use std::sync::Arc;

use async_trait::async_trait;
use itertools::Itertools;
use time::Date;
use tracing::instrument;

use super::reconcile::{self, EntryChange};
use crate::domain::{
    models::{
        Activity, ActivityId, ActivityStatus, ApprovalStatus, CustomerId, DateRange, Timesheet,
        TimesheetComment, TimesheetEntry, TimesheetSaveOutcome, UserId,
    },
    ports::{
        inbound::TimesheetService,
        outbound::{
            ActivityCatalog, ActivityStatusOracle, ApprovalStatusStore, CommentStore, EntryStore,
        },
    },
    TimesheetError,
};

/// Implementation of the TimesheetService inbound port.
///
/// Every collaborator is an outbound port handed in by the composition
/// root. The comment store is optional; without one, week comments are
/// silently dropped.
pub struct TimesheetServiceImpl<E, O, A, C, K = ()> {
    entries: Arc<E>,
    oracle: Arc<O>,
    approvals: Arc<A>,
    catalog: Arc<C>,
    comments: Option<Arc<K>>,
}

impl<E, O, A, C> TimesheetServiceImpl<E, O, A, C, ()> {
    pub fn new(entries: Arc<E>, oracle: Arc<O>, approvals: Arc<A>, catalog: Arc<C>) -> Self {
        Self {
            entries,
            oracle,
            approvals,
            catalog,
            comments: None,
        }
    }

    pub fn with_comment_store<K>(self, comments: Arc<K>) -> TimesheetServiceImpl<E, O, A, C, K> {
        TimesheetServiceImpl {
            entries: self.entries,
            oracle: self.oracle,
            approvals: self.approvals,
            catalog: self.catalog,
            comments: Some(comments),
        }
    }
}

impl<E, O, A, C, K> TimesheetServiceImpl<E, O, A, C, K>
where
    E: EntryStore,
    A: ApprovalStatusStore,
{
    async fn commit(&self, changes: Vec<EntryChange>) -> Result<(), TimesheetError> {
        for change in changes {
            match change {
                EntryChange::Delete { key, .. } => {
                    tracing::debug!(activity = %key.activity_id, date = %key.date, "deleting entry");
                    self.entries.delete(&key).await?;
                }
                EntryChange::Upsert { entry, .. } => {
                    tracing::debug!(
                        activity = %entry.activity_id(),
                        date = %entry.date(),
                        hours = entry.booked_hours(),
                        "merging entry"
                    );
                    self.entries.merge(entry).await?;
                }
            }
        }
        Ok(())
    }

    /// Make sure the assignee's hours for this customer and range have an
    /// approval status. An existing record is stored again as-is.
    async fn ensure_approval_status(
        &self,
        activity: &Activity,
        range: DateRange,
    ) -> Result<ApprovalStatus, TimesheetError> {
        let user_id = activity.assignee.id;
        let customer_id = &activity.customer().id;

        let existing = self
            .approvals
            .get_for_user_working_for_customer(&user_id, customer_id, &range)
            .await?;

        let status = match existing.into_iter().next() {
            Some(status) => status,
            None => {
                tracing::info!(
                    user = %user_id,
                    customer = %customer_id,
                    %range,
                    "creating approval status"
                );
                ApprovalStatus::in_progress(user_id, customer_id.clone(), range)
            }
        };

        self.approvals.persist(status).await
    }
}

#[async_trait]
impl<E, O, A, C, K> TimesheetService for TimesheetServiceImpl<E, O, A, C, K>
where
    E: EntryStore,
    O: ActivityStatusOracle,
    A: ApprovalStatusStore,
    C: ActivityCatalog,
    K: CommentStore,
{
    #[instrument(skip(self, activity, entries), fields(activity = %activity.id))]
    async fn validate_and_persist(
        &self,
        activity: &Activity,
        entries: Vec<TimesheetEntry>,
        range: DateRange,
    ) -> Result<Vec<ActivityStatus>, TimesheetError> {
        reconcile::validate_hours(&entries)?;

        let before = self.oracle.get_activity_status(activity).await?;

        // Entries may fall outside the range; they still need their stored
        // counterpart for the projection.
        let lookup_range = range.span_including(entries.iter().map(TimesheetEntry::date));
        let existing = self
            .entries
            .get_entries_in_range(&activity.id, &lookup_range)
            .await?;

        let plan = reconcile::plan(&activity.id, entries, &existing);
        if plan.skipped > 0 {
            tracing::warn!(
                skipped = plan.skipped,
                "ignoring entries booked against another activity"
            );
        }

        let projected = match reconcile::check_budget(&before, plan.net_delta) {
            Ok(projected) => projected,
            Err(err) => {
                tracing::info!(
                    net_delta = plan.net_delta,
                    allotted = ?before.allotted_hours,
                    "rejecting batch: {}",
                    err
                );
                return Err(err);
            }
        };

        self.commit(plan.changes).await?;

        let after = self.oracle.get_activity_status(activity).await?;
        if projected.is_valid() && !after.is_valid() {
            // Someone else booked on this activity in the meantime.
            tracing::warn!(
                projected = projected.booked_hours,
                actual = after.booked_hours,
                "activity went over budget concurrently"
            );
        }

        self.ensure_approval_status(activity, range).await?;

        Ok(vec![after])
    }

    #[instrument(skip(self, timesheet), fields(user = %timesheet.user_id, week = %timesheet.week))]
    async fn persist_timesheet_week(
        &self,
        timesheet: Timesheet,
    ) -> Result<TimesheetSaveOutcome, TimesheetError> {
        for batch in &timesheet.batches {
            reconcile::validate_hours(&batch.entries)?;
        }

        let mut outcome = TimesheetSaveOutcome::default();

        for batch in timesheet.batches {
            match self
                .validate_and_persist(&batch.activity, batch.entries, timesheet.week)
                .await
            {
                Ok(statuses) => outcome.accepted.extend(statuses),
                Err(TimesheetError::OverBudget(status)) => outcome.over_budget.push(*status),
                Err(err) => return Err(err),
            }
        }

        if let Some(comments) = &self.comments {
            let week_start = timesheet.week.start();
            match timesheet.comment.filter(|text| !text.trim().is_empty()) {
                Some(text) => {
                    comments
                        .save_comment(TimesheetComment {
                            user_id: timesheet.user_id,
                            week_start,
                            text,
                        })
                        .await?
                }
                None => {
                    comments
                        .delete_comment(&timesheet.user_id, week_start)
                        .await?
                }
            }
        }

        Ok(outcome)
    }

    async fn get_activity(&self, id: &ActivityId) -> Result<Activity, TimesheetError> {
        self.catalog
            .get_activity(id)
            .await?
            .ok_or_else(|| TimesheetError::ActivityNotFound(id.to_string()))
    }

    async fn get_entries(
        &self,
        activity_id: &ActivityId,
        range: DateRange,
    ) -> Result<Vec<TimesheetEntry>, TimesheetError> {
        let entries = self.entries.get_entries_in_range(activity_id, &range).await?;
        Ok(entries
            .into_iter()
            .sorted_by_key(TimesheetEntry::date)
            .collect())
    }

    async fn get_activity_status(
        &self,
        activity: &Activity,
    ) -> Result<ActivityStatus, TimesheetError> {
        self.oracle.get_activity_status(activity).await
    }

    async fn get_approval_statuses(
        &self,
        user_id: &UserId,
        customer_id: &CustomerId,
        range: DateRange,
    ) -> Result<Vec<ApprovalStatus>, TimesheetError> {
        self.approvals
            .get_for_user_working_for_customer(user_id, customer_id, &range)
            .await
    }

    async fn get_comment(
        &self,
        user_id: &UserId,
        week_start: Date,
    ) -> Result<Option<TimesheetComment>, TimesheetError> {
        match &self.comments {
            Some(comments) => comments.get_comment(user_id, week_start).await,
            None => Ok(None),
        }
    }
}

- - - - - - -

# Task instructions
Print every line of the listing exactly.

# Task response
use std::sync::Arc;

use async_trait::async_trait;
use itertools::Itertools;
use time::Date;
use tracing::instrument;

use super::reconcile::{self, EntryChange};
use crate::domain::{
    models::{
        Activity, ActivityId, ActivityStatus, ApprovalStatus, CustomerId, DateRange, Timesheet,
        TimesheetComment, TimesheetEntry, TimesheetSaveOutcome, UserId,
    },
    ports::{
        inbound::TimesheetService,
        outbound::{
            ActivityCatalog, ActivityStatusOracle, ApprovalStatusStore, CommentStore, EntryStore,
        },
    },
    TimesheetError,
};

/// Implementation of the TimesheetService inbound port.
///
/// Every collaborator is an outbound port handed in by the composition
/// root. The comment store is optional; without one, week comments are
/// silently dropped.
pub struct TimesheetServiceImpl<E, O, A, C, K = ()> {
    entries: Arc<E>,
    oracle: Arc<O>,
    approvals: Arc<A>,
    catalog: Arc<C>,
    comments: Option<Arc<K>>,
}

impl<E, O, A, C> TimesheetServiceImpl<E, O, A, C, ()> {
    pub fn new(entries: Arc<E>, oracle: Arc<O>, approvals: Arc<A>, catalog: Arc<C>) -> Self {
        Self {
            entries,
            oracle,
            approvals,
            catalog,
            comments: None,
        }
    }

    pub fn with_comment_store<K>(self, comments: Arc<K>) -> TimesheetServiceImpl<E, O, A, C, K> {
        TimesheetServiceImpl {
            entries: self.entries,
            oracle: self.oracle,
            approvals: self.approvals,
            catalog: self.catalog,
            comments: Some(comments),
        }
    }
}

impl<E, O, A, C, K> TimesheetServiceImpl<E, O, A, C, K>
where
    E: EntryStore,
    A: ApprovalStatusStore,
{
    async fn commit(&self, changes: Vec<EntryChange>) -> Result<(), TimesheetError> {
        for change in changes {
            match change {
                EntryChange::Delete { key, .. } => {
                    tracing::debug!(activity = %key.activity_id, date = %key.date, "deleting entry");
                    self.entries.delete(&key).await?;
                }
                EntryChange::Upsert { entry, .. } => {
                    tracing::debug!(
                        activity = %entry.activity_id(),
                        date = %entry.date(),
                        hours = entry.booked_hours(),
                        "merging entry"
                    );
                    self.entries.merge(entry).await?;
                }
            }
        }
        Ok(())
    }

    /// Make sure the assignee's hours for this customer and range have an
    /// approval status. An existing record is stored again as-is.
    async fn ensure_approval_status(
        &self,
        activity: &Activity,
        range: DateRange,
    ) -> Result<ApprovalStatus, TimesheetError> {
        let user_id = activity.assignee.id;
        let customer_id = &activity.customer().id;

        let existing = self
            .approvals
            .get_for_user_working_for_customer(&user_id, customer_id, &range)
            .await?;

        let status = match existing.into_iter().next() {
            Some(status) => status,
            None => {
                tracing::info!(
                    user = %user_id,
                    customer = %customer_id,
                    %range,
                    "creating approval status"
                );
                ApprovalStatus::in_progress(user_id, customer_id.clone(), range)
            }
        };

        self.approvals.persist(status).await
    }
}

#[async_trait]
impl<E, O, A, C, K> TimesheetService for TimesheetServiceImpl<E, O, A, C, K>
where
    E: EntryStore,
    O: ActivityStatusOracle,
    A: ApprovalStatusStore,
    C: ActivityCatalog,
    K: CommentStore,
{
    #[instrument(skip(self, activity, entries), fields(activity = %activity.id))]
    async fn validate_and_persist(
        &self,
        activity: &Activity,
        entries: Vec<TimesheetEntry>,
        range: DateRange,
    ) -> Result<Vec<ActivityStatus>, TimesheetError> {
        reconcile::validate_hours(&entries)?;

        let before = self.oracle.get_activity_status(activity).await?;

        // Entries may fall outside the range; they still need their stored
        // counterpart for the projection.
        let lookup_range = range.span_including(entries.iter().map(TimesheetEntry::date));
        let existing = self
            .entries
            .get_entries_in_range(&activity.id, &lookup_range)
            .await?;

        let plan = reconcile::plan(&activity.id, entries, &existing);
        if plan.skipped > 0 {
            tracing::warn!(
                skipped = plan.skipped,
                "ignoring entries booked against another activity"
            );
        }

        let projected = match reconcile::check_budget(&before, plan.net_delta) {
            Ok(projected) => projected,
            Err(err) => {
                tracing::info!(
                    net_delta = plan.net_delta,
                    allotted = ?before.allotted_hours,
                    "rejecting batch: {}",
                    err
                );
                return Err(err);
            }
        };

        self.commit(plan.changes).await?;

        let after = self.oracle.get_activity_status(activity).await?;
        if projected.is_valid() && !after.is_valid() {
            // Someone else booked on this activity in the meantime.
            tracing::warn!(
                projected = projected.booked_hours,
                actual = after.booked_hours,
                "activity went over budget concurrently"
            );
        }

        self.ensure_approval_status(activity, range).await?;

        Ok(vec![after])
    }

    #[instrument(skip(self, timesheet), fields(user = %timesheet.user_id, week = %timesheet.week))]
    async fn persist_timesheet_week(
        &self,
        timesheet: Timesheet,
    ) -> Result<TimesheetSaveOutcome, TimesheetError> {
        for batch in &timesheet.batches {
            reconcile::validate_hours(&batch.entries)?;
        }

        let mut outcome = TimesheetSaveOutcome::default();

        for batch in timesheet.batches {
            match self
                .validate_and_persist(&batch.activity, batch.entries, timesheet.week)
                .await
            {
                Ok(statuses) => outcome.accepted.extend(statuses),
                Err(TimesheetError::OverBudget(status)) => outcome.over_budget.push(*status),
                Err(err) => return Err(err),
            }
        }

        if let Some(comments) = &self.comments {
            let week_start = timesheet.week.start();
            match timesheet.comment.filter(|text| !text.trim().is_empty()) {
                Some(text) => {
                    comments
                        .save_comment(TimesheetComment {
                            user_id: timesheet.user_id,
                            week_start,
                            text,
                        })
                        .await?
                }
                None => {
                    comments
                        .delete_comment(&timesheet.user_id, week_start)
                        .await?
                }
            }
        }

        Ok(outcome)
    }

    async fn get_activity(&self, id: &ActivityId) -> Result<Activity, TimesheetError> {
        self.catalog
            .get_activity(id)
            .await?
            .ok_or_else(|| TimesheetError::ActivityNotFound(id.to_string()))
    }

    async fn get_entries(
        &self,
        activity_id: &ActivityId,
        range: DateRange,
    ) -> Result<Vec<TimesheetEntry>, TimesheetError> {
        let entries = self.entries.get_entries_in_range(activity_id, &range).await?;
        Ok(entries
            .into_iter()
            .sorted_by_key(TimesheetEntry::date)
            .collect())
    }

    async fn get_activity_status(
        &self,
        activity: &Activity,
    ) -> Result<ActivityStatus, TimesheetError> {
        self.oracle.get_activity_status(activity).await
    }

    async fn get_approval_statuses(
        &self,
        user_id: &UserId,
        customer_id: &CustomerId,
        range: DateRange,
    ) -> Result<Vec<ApprovalStatus>, TimesheetError> {
        self.approvals
            .get_for_user_working_for_customer(user_id, customer_id, &range)
            .await
    }

    async fn get_comment(
        &self,
        user_id: &UserId,
        week_start: Date,
    ) -> Result<Option<TimesheetComment>, TimesheetError> {
        match &self.comments {
            Some(comments) => comments.get_comment(user_id, week_start).await,
            None => Ok(None),
        }
    }
}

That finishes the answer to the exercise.